Quantum correlation in degenerate optical parametric oscillators with mutual injections

TL;DR

This paper investigates the quantum dynamics of two mutually injected degenerate optical parametric oscillators, revealing quantum correlations, entanglement, and macroscopic superpositions influenced by system losses and the injection path.

Contribution

It provides a theoretical and numerical analysis of quantum correlations and superpositions in coupled OPOs considering the cavity mode explicitly, advancing understanding of quantum effects in such systems.

Findings

Positive quantum correlation near the oscillation threshold

Entanglement between intracavity fields

Macroscopic superpositions form at phase transition with low loss

Abstract

We theoretically and numerically study the quantum dynamics of two degenerate optical parametric oscillators with mutual injections.
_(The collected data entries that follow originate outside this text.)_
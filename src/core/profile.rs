use bytes::Bytes;
use serde::{Deserialize, Serialize};
use std::fmt;

/// Opaque record identifier assigned by the record store on insert.
#[derive(Debug, Clone, PartialEq, Eq, Hash, PartialOrd, Ord, Serialize, Deserialize)]
#[serde(transparent)]
pub struct ProfileId(String);

impl ProfileId {
    pub fn new(id: impl Into<String>) -> Self {
        Self(id.into())
    }

    pub fn as_str(&self) -> &str {
        &self.0
    }
}

impl fmt::Display for ProfileId {
    fn fmt(&self, f: &mut fmt::Formatter<'_>) -> fmt::Result {
        f.write_str(&self.0)
    }
}

impl From<&str> for ProfileId {
    fn from(value: &str) -> Self {
        Self::new(value)
    }
}

impl From<String> for ProfileId {
    fn from(value: String) -> Self {
        Self(value)
    }
}

/// URL of the remote object currently owned by a profile.
///
/// This text is the only link between a record and its object; the deletable
/// identifier is recovered from it with [`crate::codec::derive_identifier`].
#[derive(Debug, Clone, PartialEq, Eq, Hash, Serialize, Deserialize)]
#[serde(transparent)]
pub struct PictureRef(String);

impl PictureRef {
    pub fn new(url: impl Into<String>) -> Self {
        Self(url.into())
    }

    pub fn url(&self) -> &str {
        &self.0
    }

    /// Stored references may be empty strings; those mean "no picture".
    pub fn non_empty(url: impl Into<String>) -> Option<Self> {
        let url = url.into();
        if url.trim().is_empty() {
            None
        } else {
            Some(Self(url))
        }
    }
}

impl fmt::Display for PictureRef {
    fn fmt(&self, f: &mut fmt::Formatter<'_>) -> fmt::Result {
        f.write_str(&self.0)
    }
}

#[derive(Debug, Clone, PartialEq, Eq, Serialize, Deserialize)]
pub struct UserProfile {
    pub id: ProfileId,
    pub name: Option<String>,
    pub email: Option<String>,
    #[serde(rename = "profilePicture")]
    pub picture: Option<PictureRef>,
}

/// Fields for a record that does not exist yet.
#[derive(Debug, Clone, Default, PartialEq, Eq)]
pub struct NewProfile {
    pub name: Option<String>,
    pub email: Option<String>,
    pub picture: Option<PictureRef>,
}

/// Partial update; only `Some` fields are written.
#[derive(Debug, Clone, Default, PartialEq, Eq)]
pub struct ProfileChanges {
    pub name: Option<String>,
    pub email: Option<String>,
    pub picture: Option<PictureRef>,
}

impl ProfileChanges {
    pub fn picture(picture: PictureRef) -> Self {
        Self {
            picture: Some(picture),
            ..Self::default()
        }
    }

    pub fn apply_to(self, profile: &mut UserProfile) {
        if let Some(name) = self.name {
            profile.name = Some(name);
        }
        if let Some(email) = self.email {
            profile.email = Some(email);
        }
        if let Some(picture) = self.picture {
            profile.picture = Some(picture);
        }
    }
}

/// Raw picture bytes as received from a client, before upload.
#[derive(Debug, Clone, PartialEq, Eq)]
pub struct PictureData {
    pub bytes: Bytes,
    pub file_name: Option<String>,
    pub content_type: Option<String>,
}

impl PictureData {
    pub fn new(bytes: impl Into<Bytes>) -> Self {
        Self {
            bytes: bytes.into(),
            file_name: None,
            content_type: None,
        }
    }

    pub fn with_file_name(mut self, file_name: impl Into<String>) -> Self {
        self.file_name = Some(file_name.into());
        self
    }

    pub fn len(&self) -> usize {
        self.bytes.len()
    }

    pub fn is_empty(&self) -> bool {
        self.bytes.is_empty()
    }
}

impl UserProfile {
    pub fn from_new(id: ProfileId, fields: NewProfile) -> Self {
        Self {
            id,
            name: fields.name,
            email: fields.email,
            picture: fields.picture,
        }
    }
}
The cavity mode in the optical coupling path between the two oscillator facets is explicitly considered. Stochastic equations for the oscillators and mutual injection path based on the positive $P$ representation are derived. The system of two gradually pumped oscillators with out-of-phase mutual injections is simulated, and its quantum state is investigated. When the incoherent loss of the oscillators other than the mutual injections is small, the squeezed quadratic amplitudes $\hat{p}$ in the oscillators are positively correlated near the oscillation threshold. It indicates finite quantum correlation, estimated via Gaussian quantum discord, and the entanglement between the intracavity subharmonic fields. When the loss in the injection path is low, each oscillator around the phase transition point forms macroscopic superposition even under a small pump noise. It suggests that the squeezed field stored in the low-loss injection path weakens the decoherence in the oscillators.